The second is the "appreciator": originally, literally, a correspondent or friend of the author to whom a lyric or short work of a "private" nature might be forwarded.  (Sometimes the work was written expressly for the recipient.) This is the model of the non-sung lyric; occasionally it has been the original model for much larger works (the ones where there is no original intent to publish until friends either urge the publication of the work or actually forward it to a publisher).[2]  The way of reading associated with this mode is typically one of technical appreciation; the reader is "looking over the shoulder" of the author.

The third may have earlier roots but did not become a normative form until the emergence of the middle class: it is the reader who is part of a mass audience who sits privately and (silently) reads the work in question.  This is the typical form of engagement with the novel.

None of these assumes an identification with the protagonist.  In the first and second cases, it is the artist, not the internal character, who is front and centre. (For the Odyssey or the Aeneid or many mediaeval romances, the main character is definitely foregrounded throughout, but the narratorial techniques foreground the artifice of the narrative even above the character.)
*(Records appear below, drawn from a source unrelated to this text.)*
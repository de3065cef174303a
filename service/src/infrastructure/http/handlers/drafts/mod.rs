use axum::Json;
use axum::extract::State;
use axum::http::StatusCode;
use editorial_common::ArticleId;
use editorial_common::article::ArticleContent;
use editorial_common::snapshot::DraftSnapshot;
use serde::{Deserialize, Serialize};

use crate::domain::AppState;
use crate::infrastructure::http::actor::CurrentActor;
use crate::infrastructure::http::api::{ApiError, ApiSuccess};
use crate::infrastructure::http::querystring::QueryString;

/// Snapshots are keyed by owner and article; no `articleId` means the unsaved new article.
#[derive(Debug, Default, Deserialize)]
#[serde(rename_all = "camelCase")]
pub struct SnapshotParams {
    pub article_id: Option<ArticleId>,
}

#[derive(Debug, Clone, Serialize)]
pub struct RestoreCandidateResponse {
    snapshot: Option<DraftSnapshot>,
}

pub async fn save_snapshot<S: AppState>(
    State(state): State<S>,
    CurrentActor(actor): CurrentActor,
    QueryString(params): QueryString<SnapshotParams>,
    Json(fields): Json<ArticleContent>,
) -> Result<ApiSuccess<DraftSnapshot>, ApiError> {
    let snapshot = state.drafts().save_snapshot(&actor, params.article_id, fields).await?;
    Ok(ApiSuccess::ok(snapshot))
}

pub async fn load_snapshot<S: AppState>(
    State(state): State<S>,
    CurrentActor(actor): CurrentActor,
    QueryString(params): QueryString<SnapshotParams>,
) -> Result<ApiSuccess<DraftSnapshot>, ApiError> {
    state
        .drafts()
        .load_snapshot(&actor, params.article_id)
        .await?
        .map(ApiSuccess::ok)
        .ok_or_else(|| ApiError::NotFound("snapshot not found".to_string()))
}

pub async fn clear_snapshot<S: AppState>(
    State(state): State<S>,
    CurrentActor(actor): CurrentActor,
    QueryString(params): QueryString<SnapshotParams>,
) -> Result<StatusCode, ApiError> {
    if state.drafts().clear_snapshot(&actor, params.article_id).await? {
        Ok(StatusCode::NO_CONTENT)
    } else {
        Err(ApiError::NotFound("snapshot not found".to_string()))
    }
}

/// Offers a snapshot for restore. Restoring is the client's call and commits nothing.
pub async fn restore_candidate<S: AppState>(
    State(state): State<S>,
    CurrentActor(actor): CurrentActor,
    QueryString(params): QueryString<SnapshotParams>,
) -> Result<ApiSuccess<RestoreCandidateResponse>, ApiError> {
    let snapshot = state.drafts().restore_candidate(&actor, params.article_id).await?;
    Ok(ApiSuccess::ok(RestoreCandidateResponse { snapshot }))
}

/// Pushes the editor buffer into the auto-saved session.
pub async fn update_session<S: AppState>(
    State(state): State<S>,
    CurrentActor(actor): CurrentActor,
    QueryString(params): QueryString<SnapshotParams>,
    Json(fields): Json<ArticleContent>,
) -> Result<StatusCode, ApiError> {
    state.sessions().update(&actor, params.article_id, fields).await?;
    Ok(StatusCode::ACCEPTED)
}

pub async fn close_session<S: AppState>(
    State(state): State<S>,
    CurrentActor(actor): CurrentActor,
    QueryString(params): QueryString<SnapshotParams>,
) -> Result<StatusCode, ApiError> {
    if state.sessions().close(&actor, params.article_id) {
        Ok(StatusCode::NO_CONTENT)
    } else {
        Err(ApiError::NotFound("no open editing session".to_string()))
    }
}
use chrono::{DateTime, Utc};
use editorial_common::ActorId;
use editorial_common::article::{Article, ArticleStatus};
use editorial_common::publication::PublishEvent;
use editorial_common::schedule::{ChannelSelection, Priority};
use serde::{Deserialize, Serialize};

use crate::domain::workflow::{WorkflowAction, available_actions};
use crate::domain::workflow_engine::{Publication, ReviewerRequest, ScheduleRequest};

/// Article together with what can be done with it next.
#[derive(Debug, Clone, Serialize)]
#[serde(rename_all = "camelCase")]
pub struct ArticleResponse {
    #[serde(flatten)]
    article: Article,
    available_actions: Vec<WorkflowAction>,
}

impl From<Article> for ArticleResponse {
    fn from(article: Article) -> Self {
        let available_actions = available_actions(article.status());
        Self {
            article,
            available_actions,
        }
    }
}

#[derive(Debug, Clone, Serialize)]
#[serde(rename_all = "camelCase")]
pub struct PublicationResponse {
    article: ArticleResponse,
    live: bool,
    event: PublishEvent,
}

impl From<Publication> for PublicationResponse {
    fn from(value: Publication) -> Self {
        Self {
            article: value.article.into(),
            live: value.event.is_live(),
            event: value.event,
        }
    }
}

#[derive(Debug, Clone, Serialize)]
#[serde(rename_all = "camelCase")]
pub struct PublishEventResponse {
    live: bool,
    #[serde(flatten)]
    event: PublishEvent,
}

impl From<PublishEvent> for PublishEventResponse {
    fn from(event: PublishEvent) -> Self {
        Self {
            live: event.is_live(),
            event,
        }
    }
}

#[derive(Debug, Deserialize)]
pub struct ListArticlesParams {
    pub status: Option<Vec<ArticleStatus>>,
    pub limit: Option<usize>,
}

#[derive(Debug, Default, Deserialize)]
pub struct SubmitRequestBody {
    #[serde(default)]
    pub reviewer: Option<ReviewerBody>,
}

#[derive(Debug, Deserialize)]
#[serde(rename_all = "camelCase")]
pub struct ReviewerBody {
    pub assignee_id: ActorId,
    pub due_at: Option<DateTime<Utc>>,
    pub instructions: Option<String>,
}

impl From<ReviewerBody> for ReviewerRequest {
    fn from(value: ReviewerBody) -> Self {
        Self {
            assignee_id: value.assignee_id,
            due_at: value.due_at,
            instructions: value.instructions,
        }
    }
}

#[derive(Debug, Deserialize)]
pub struct RevisionRequestBody {
    pub note: String,
}

#[derive(Debug, Deserialize)]
#[serde(rename_all = "camelCase")]
pub struct ScheduleRequestBody {
    pub publish_at: DateTime<Utc>,
    pub channels: Option<ChannelSelection>,
    #[serde(default)]
    pub priority: Priority,
    pub notes: Option<String>,
}

impl From<ScheduleRequestBody> for ScheduleRequest {
    fn from(value: ScheduleRequestBody) -> Self {
        Self {
            publish_at: value.publish_at,
            channels: value.channels,
            priority: value.priority,
            notes: value.notes,
        }
    }
}

#[derive(Debug, Default, Deserialize)]
pub struct PublishRequestBody {
    #[serde(default)]
    pub channels: Option<ChannelSelection>,
}
use crate::{
    domain::migration::Migration,
    infrastructure::{persistence::PersistenceAdapter, settings::Settings},
};
use editorial_common::database;
use tracing_subscriber::{layer::SubscriberExt, util::SubscriberInitExt};

pub mod domain;
pub mod infrastructure;

#[tokio::main]
async fn main() -> anyhow::Result<()> {
    tracing_subscriber::registry()
        .with(
            tracing_subscriber::EnvFilter::try_from_default_env()
                .unwrap_or_else(|_| "info,sqlx=warn".into()),
        )
        .with(tracing_subscriber::fmt::layer())
        .init();

    let settings = Settings::from_env()?;

    let database = database::connect(&settings.database).await?;
    tracing::info!(schema = database.database_schema(), "connected to database");
    let persistence = PersistenceAdapter::new(database);

    // create the editorial tables that do not exist yet
    let migration = Migration::new(persistence);
    migration.migrate().await?;
    tracing::info!("editorial schema migrated");

    Ok(())
}
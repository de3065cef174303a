use chrono::{DateTime, Utc};
use serde::{Deserialize, Serialize};

use crate::domain::{ActorId, ArticleId, AssignmentId};

/// Editorial stage an assignee is responsible for.
///
/// Closed on purpose: the "one pending assignment per article and role" rule
/// only means something if two requests can agree on the role.
#[derive(Clone, Copy, Debug, PartialEq, Eq, PartialOrd, Ord, Hash, Serialize, Deserialize)]
#[serde(rename_all = "snake_case")]
pub enum AssignmentRole {
    Reviewer,
    SectionEditor,
    FactChecker,
    CopyEditor,
}

#[derive(Clone, Copy, Debug, PartialEq, Eq, Hash, Serialize, Deserialize)]
#[serde(rename_all = "snake_case")]
pub enum AssignmentStatus {
    Pending,
    Completed,
    Withdrawn,
}

#[derive(Clone, Copy, Debug, PartialEq, Eq, Hash, Serialize, Deserialize)]
#[serde(rename_all = "snake_case")]
pub enum AssignmentOutcome {
    Approved,
    RevisionRequested,
    Done,
}

column_enum!(AssignmentRole {
    Reviewer => "reviewer",
    SectionEditor => "section_editor",
    FactChecker => "fact_checker",
    CopyEditor => "copy_editor",
});

column_enum!(AssignmentStatus {
    Pending => "pending",
    Completed => "completed",
    Withdrawn => "withdrawn",
});

column_enum!(AssignmentOutcome {
    Approved => "approved",
    RevisionRequested => "revision_requested",
    Done => "done",
});

#[derive(Debug, Clone, PartialEq, Eq, Serialize)]
#[serde(rename_all = "camelCase")]
pub struct Assignment {
    pub id: AssignmentId,
    pub article_id: ArticleId,
    pub assignee_id: ActorId,
    pub role: AssignmentRole,
    pub due_at: Option<DateTime<Utc>>,
    pub status: AssignmentStatus,
    pub outcome: Option<AssignmentOutcome>,
    pub instructions: Option<String>,
    pub assigned_by: ActorId,
    pub created_at: DateTime<Utc>,
    pub resolved_at: Option<DateTime<Utc>>,
}

impl Assignment {
    pub fn is_pending(&self) -> bool {
        self.status == AssignmentStatus::Pending
    }

    pub fn is_overdue(&self, now: DateTime<Utc>) -> bool {
        self.is_pending() && self.due_at.is_some_and(|due_at| due_at < now)
    }
}

/// Request to put someone on an article. Becomes an [`Assignment`] once stored.
#[derive(Debug, Clone, PartialEq, Eq)]
pub struct NewAssignment {
    pub article_id: ArticleId,
    pub assignee_id: ActorId,
    pub role: AssignmentRole,
    pub due_at: Option<DateTime<Utc>>,
    pub instructions: Option<String>,
    pub assigned_by: ActorId,
    pub created_at: DateTime<Utc>,
}

impl NewAssignment {
    pub fn into_pending(self) -> Assignment {
        Assignment {
            id: AssignmentId::generate(),
            article_id: self.article_id,
            assignee_id: self.assignee_id,
            role: self.role,
            due_at: self.due_at,
            status: AssignmentStatus::Pending,
            outcome: None,
            instructions: self.instructions,
            assigned_by: self.assigned_by,
            created_at: self.created_at,
            resolved_at: None,
        }
    }
}

/// Terminal state an assignment is moved into.
#[derive(Debug, Clone, Copy, PartialEq, Eq)]
pub enum AssignmentResolution {
    Completed(AssignmentOutcome),
    Withdrawn,
}

impl AssignmentResolution {
    pub fn apply(self, assignment: &mut Assignment, at: DateTime<Utc>) {
        match self {
            AssignmentResolution::Completed(outcome) => {
                assignment.status = AssignmentStatus::Completed;
                assignment.outcome = Some(outcome);
            }
            AssignmentResolution::Withdrawn => {
                assignment.status = AssignmentStatus::Withdrawn;
            }
        }
        assignment.resolved_at = Some(at);
    }
}

#[cfg(test)]
mod tests {
    use chrono::Duration;

    use super::*;

    fn pending(due_at: Option<DateTime<Utc>>) -> Assignment {
        NewAssignment {
            article_id: ArticleId::generate(),
            assignee_id: ActorId::try_new("reviewer").unwrap(),
            role: AssignmentRole::Reviewer,
            due_at,
            instructions: None,
            assigned_by: ActorId::try_new("editor").unwrap(),
            created_at: Utc::now(),
        }
        .into_pending()
    }

    #[test]
    fn roles_use_snake_case_column_values() {
        assert_eq!(AssignmentRole::CopyEditor.as_str(), "copy_editor");
        assert_eq!("fact_checker".parse::<AssignmentRole>().unwrap(), AssignmentRole::FactChecker);
        assert!("proofreader".parse::<AssignmentRole>().is_err());
    }

    #[test]
    fn overdue_only_while_pending() {
        let now = Utc::now();
        let mut assignment = pending(Some(now - Duration::hours(1)));
        assert!(assignment.is_overdue(now));

        AssignmentResolution::Completed(AssignmentOutcome::Done).apply(&mut assignment, now);
        assert!(!assignment.is_overdue(now));
        assert_eq!(assignment.outcome, Some(AssignmentOutcome::Done));
        assert_eq!(assignment.resolved_at, Some(now));
    }

    #[test]
    fn no_due_date_is_never_overdue() {
        assert!(!pending(None).is_overdue(Utc::now()));
    }
}
use std::collections::{HashMap, HashSet};

use anyhow::anyhow;
use editorial_common::ArticleId;
use futures::FutureExt;
use futures::future::BoxFuture;

use crate::domain::identity::{Actor, EditorialAction, Permissions};

/// Grants every action to this role name in the permissions config.
const ALL_ACTIONS: &str = "*";

#[derive(Debug, Clone)]
enum RoleGrant {
    All,
    Only(HashSet<EditorialAction>),
}

/// Static role to action policy read from the configuration.
///
/// An actor may perform an action when any of its roles grants it.
#[derive(Debug, Clone, Default)]
pub struct RolePermissions {
    grants: HashMap<String, RoleGrant>,
}

impl RolePermissions {
    pub fn from_roles(roles: &HashMap<String, Vec<String>>) -> anyhow::Result<Self> {
        let mut grants = HashMap::with_capacity(roles.len());

        for (role, actions) in roles {
            let grant = if actions.iter().any(|action| action == ALL_ACTIONS) {
                RoleGrant::All
            } else {
                let actions = actions
                    .iter()
                    .map(|action| action.parse::<EditorialAction>())
                    .collect::<Result<HashSet<_>, _>>()
                    .map_err(|err| anyhow!("invalid permissions for role '{role}': {err}"))?;
                RoleGrant::Only(actions)
            };
            grants.insert(role.clone(), grant);
        }

        Ok(Self { grants })
    }

    fn allows(&self, actor: &Actor, action: EditorialAction) -> bool {
        actor
            .roles
            .iter()
            .filter_map(|role| self.grants.get(role))
            .any(|grant| match grant {
                RoleGrant::All => true,
                RoleGrant::Only(actions) => actions.contains(&action),
            })
    }
}

impl Permissions for RolePermissions {
    fn can_perform<'a>(
        &'a self,
        actor: &'a Actor,
        action: EditorialAction,
        _article_id: Option<ArticleId>,
    ) -> BoxFuture<'a, bool> {
        futures::future::ready(self.allows(actor, action)).boxed()
    }
}

#[cfg(test)]
mod tests {
    use editorial_common::test_utils::actor;

    use super::*;

    fn roles(entries: &[(&str, &[&str])]) -> HashMap<String, Vec<String>> {
        entries
            .iter()
            .map(|(role, actions)| (role.to_string(), actions.iter().map(|a| a.to_string()).collect()))
            .collect()
    }

    #[tokio::test]
    async fn any_role_may_grant() {
        let permissions = RolePermissions::from_roles(&roles(&[
            ("author", &["create_article"]),
            ("reviewer", &["approve"]),
        ]))
        .unwrap();
        let both = Actor::new(actor("dana"), ["author", "reviewer"]);

        assert!(permissions.can_perform(&both, EditorialAction::Approve, None).await);
        assert!(!permissions.can_perform(&both, EditorialAction::PublishNow, None).await);
    }

    #[tokio::test]
    async fn wildcard_grants_everything() {
        let permissions = RolePermissions::from_roles(&roles(&[("editor", &["*"])])).unwrap();
        let editor = Actor::new(actor("eve"), ["editor"]);

        assert!(permissions.can_perform(&editor, EditorialAction::RetryChannel, Some(ArticleId::generate())).await);
    }

    #[tokio::test]
    async fn actor_without_roles_may_do_nothing() {
        let permissions = RolePermissions::from_roles(&roles(&[("editor", &["*"])])).unwrap();
        let nobody = Actor::new(actor("nobody"), Vec::<String>::new());

        assert!(!permissions.can_perform(&nobody, EditorialAction::CreateArticle, None).await);
    }

    #[test]
    fn unknown_action_names_are_rejected() {
        let err = RolePermissions::from_roles(&roles(&[("author", &["publish_everything"])])).unwrap_err();
        assert!(err.to_string().contains("author"));
    }
}
//! Test doubles and a ready wired set of editorial components over the in-memory store.

use std::collections::HashMap;
use std::sync::atomic::{AtomicU32, Ordering};
use std::sync::{Arc, Mutex};
use std::time::Duration;

use chrono::{DateTime, Utc};
use editorial_common::article::Article;
use editorial_common::assignment::Assignment;
use editorial_common::schedule::{Channel, ChannelSelection};
use editorial_common::test_utils::{actor, content, epoch};
use editorial_common::ArticleId;
use futures::future::BoxFuture;

use crate::domain::Collaborators;
use crate::domain::assignments::AssignmentLedger;
use crate::domain::audit::{AuditRecord, AuditSink};
use crate::domain::clock::Clock;
use crate::domain::dispatch::{
    ChannelAdapter, ChannelError, ChannelPayload, DistributionDispatcher, RetryPolicy,
};
use crate::domain::drafts::DraftStore;
use crate::domain::identity::Actor;
use crate::domain::repository::query::AssignmentFilter;
use crate::domain::scheduler::Scheduler;
use crate::domain::workflow_engine::{ReviewerRequest, WorkflowEngine, WorkflowPolicy};
use crate::infrastructure::identity::RolePermissions;
use crate::infrastructure::memory::InMemoryRepository;

pub fn author() -> Actor {
    Actor::new(actor("author"), ["author"])
}

pub fn editor() -> Actor {
    Actor::new(actor("editor"), ["editor"])
}

pub fn reviewer() -> Actor {
    Actor::new(actor("reviewer"), ["reviewer"])
}

pub fn intruder() -> Actor {
    Actor::new(actor("intruder"), ["reader"])
}

/// Clock that only moves when told to.
pub struct ManualClock(Mutex<DateTime<Utc>>);

impl ManualClock {
    pub fn new(at: DateTime<Utc>) -> Self {
        Self(Mutex::new(at))
    }

    pub fn set(&self, at: DateTime<Utc>) {
        *self.0.lock().unwrap() = at;
    }

    pub fn advance(&self, by: chrono::Duration) {
        let mut now = self.0.lock().unwrap();
        *now += by;
    }
}

impl Clock for ManualClock {
    fn now(&self) -> DateTime<Utc> {
        *self.0.lock().unwrap()
    }
}

#[derive(Default)]
pub struct RecordingAudit(Mutex<Vec<AuditRecord>>);

impl RecordingAudit {
    pub fn records(&self) -> Vec<AuditRecord> {
        self.0.lock().unwrap().clone()
    }

    pub fn kinds_for(&self, article_id: ArticleId) -> Vec<&'static str> {
        self.records()
            .iter()
            .filter(|record| record.article_id == Some(article_id))
            .map(|record| record.entry.kind())
            .collect()
    }
}

impl AuditSink for RecordingAudit {
    fn record(&self, record: AuditRecord) {
        self.0.lock().unwrap().push(record);
    }
}

/// Channel adapter counting its calls, optionally failing or slow.
pub struct RecordingChannel {
    channel: Channel,
    calls: AtomicU32,
    failures_left: AtomicU32,
    delay: Option<Duration>,
    payloads: Mutex<Vec<ChannelPayload>>,
}

impl RecordingChannel {
    fn build(channel: Channel, failures: u32, delay: Option<Duration>) -> Arc<Self> {
        Arc::new(Self {
            channel,
            calls: AtomicU32::new(0),
            failures_left: AtomicU32::new(failures),
            delay,
            payloads: Mutex::new(vec![]),
        })
    }

    pub fn new(channel: Channel) -> Arc<Self> {
        Self::build(channel, 0, None)
    }

    pub fn failing(channel: Channel) -> Arc<Self> {
        Self::build(channel, u32::MAX, None)
    }

    pub fn failing_times(channel: Channel, failures: u32) -> Arc<Self> {
        Self::build(channel, failures, None)
    }

    pub fn slow(channel: Channel, delay: Duration) -> Arc<Self> {
        Self::build(channel, 0, Some(delay))
    }

    pub fn recover(&self) {
        self.failures_left.store(0, Ordering::SeqCst);
    }

    pub fn calls(&self) -> u32 {
        self.calls.load(Ordering::SeqCst)
    }

    pub fn delivered_articles(&self) -> Vec<ArticleId> {
        self.payloads
            .lock()
            .unwrap()
            .iter()
            .map(|payload| payload.article_id)
            .collect()
    }
}

impl ChannelAdapter for RecordingChannel {
    fn channel(&self) -> Channel {
        self.channel
    }

    fn publish<'a>(&'a self, payload: &'a ChannelPayload) -> BoxFuture<'a, Result<(), ChannelError>> {
        Box::pin(async move {
            self.calls.fetch_add(1, Ordering::SeqCst);
            if let Some(delay) = self.delay {
                tokio::time::sleep(delay).await;
            }

            let failing = self
                .failures_left
                .fetch_update(Ordering::SeqCst, Ordering::SeqCst, |left| left.checked_sub(1))
                .is_ok();
            if failing {
                return Err(ChannelError::Rejected("simulated outage".to_string()));
            }

            self.payloads.lock().unwrap().push(payload.clone());
            Ok(())
        })
    }
}

/// Every editorial component wired over one in-memory store and a manual clock.
pub struct Fixture {
    pub repository: InMemoryRepository,
    pub clock: Arc<ManualClock>,
    pub audit: Arc<RecordingAudit>,
    pub collaborators: Collaborators,
    pub site: Arc<RecordingChannel>,
    pub social: Arc<RecordingChannel>,
    pub engine: WorkflowEngine<InMemoryRepository>,
    pub ledger: AssignmentLedger<InMemoryRepository>,
    pub scheduler: Scheduler<InMemoryRepository>,
    pub drafts: DraftStore<InMemoryRepository>,
}

impl Fixture {
    pub fn new() -> Self {
        Self::with_channels(
            RecordingChannel::new(Channel::Site),
            RecordingChannel::new(Channel::Social),
        )
    }

    pub fn with_channels(site: Arc<RecordingChannel>, social: Arc<RecordingChannel>) -> Self {
        let repository = InMemoryRepository::new();
        let clock = Arc::new(ManualClock::new(epoch()));
        let audit = Arc::new(RecordingAudit::default());

        let roles = HashMap::from([
            (
                "author".to_string(),
                vec!["create_article".to_string(), "commit_content".to_string(), "submit_for_review".to_string()],
            ),
            (
                "reviewer".to_string(),
                vec!["approve".to_string(), "request_revision".to_string(), "complete_assignment".to_string()],
            ),
            ("editor".to_string(), vec!["*".to_string()]),
        ]);
        let permissions = RolePermissions::from_roles(&roles).unwrap();
        let collaborators = Collaborators::new(Arc::new(permissions), audit.clone(), clock.clone());

        let policy = RetryPolicy {
            attempt_timeout: Duration::from_secs(5),
            max_attempts: 3,
            initial_backoff: Duration::from_millis(500),
        };
        let adapters: Vec<Arc<dyn ChannelAdapter>> = vec![site.clone() as Arc<dyn ChannelAdapter>, social.clone()];
        let dispatcher = Arc::new(DistributionDispatcher::new(adapters, policy, clock.clone()));

        let engine = WorkflowEngine::new(
            repository.clone(),
            dispatcher,
            collaborators.clone(),
            WorkflowPolicy {
                review_period: Some(chrono::Duration::days(2)),
                default_channels: ChannelSelection::enabled_only([Channel::Site]),
            },
        );
        let ledger = AssignmentLedger::new(repository.clone(), collaborators.clone());
        let scheduler = Scheduler::new(repository.clone(), engine.clone(), collaborators.clone(), 50);
        let drafts = DraftStore::new(repository.clone(), collaborators.clone());

        Self {
            repository,
            clock,
            audit,
            collaborators,
            site,
            social,
            engine,
            ledger,
            scheduler,
            drafts,
        }
    }

    pub async fn draft(&self, title: &str) -> Article {
        self.drafts.create(&author(), content(title)).await.unwrap()
    }

    /// A draft submitted with an explicit reviewer.
    pub async fn in_review(&self, title: &str) -> Article {
        let draft = self.draft(title).await;
        let request = ReviewerRequest {
            assignee_id: reviewer().id,
            due_at: None,
            instructions: None,
        };
        self.engine
            .submit_for_review(&author(), draft.id, Some(request))
            .await
            .unwrap()
    }

    pub async fn approved(&self, title: &str) -> Article {
        let article = self.in_review(title).await;
        self.engine.approve(&reviewer(), article.id).await.unwrap()
    }

    pub async fn pending_for(&self, article_id: ArticleId) -> Vec<Assignment> {
        self.ledger
            .list_active(AssignmentFilter {
                article_id: Some(article_id),
                ..Default::default()
            })
            .await
            .unwrap()
    }
}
The early novel also avoids identification with a central character.  To begin with, many have a narratorial voice who is distinct from and critical of the narrator (consider Tom Jones, or anything by Jane Austen).  Others (Tristram Shandy, anyone?) have such a quirky first-person narrator that identification is not one of the demands of the text on the reader.  This continues through the Nineteenth Century and into the Twentieth in the main stream of the novel: consider George Eliot, Henry James, and James Joyce. (The omniscient narratorial voice sinks back into the background as we move into the Twentieth, though, becoming more and more "neutral" and apparently transparent: Conrad is succeeded by Hemingway on one side, and "train of consciousness" techniques (notably in Woolf, more than Joyce) foreground characters but in a context where the reader has to be active to separate reality from impression on the other).

However, the model of private engagement allows identification with the narrator, or the central viewpoint character.  One is no longer looking over the author's shoulder, or engaging with the author as performer; the artist vanishes.  In Joyce's expression, "The artist, like the God of the creation, remains within or behind or beyond or above his handiwork, invisible, refined out of existence, indifferent, paring his fingernails."  (Joyce was not contemplating identification of the reader with elements within the work, but rather something more like the deist finding a watch on the beach; but it is nevertheless true that one possible response is to assimilate the experience of the artifact to that of real life.) Note, however, that isn't Joyce himself speaking, but Stephen Daedalus (who is a very unreliable narrator), and Joyce's own practice does not show a consistent aim of making the artist invisible...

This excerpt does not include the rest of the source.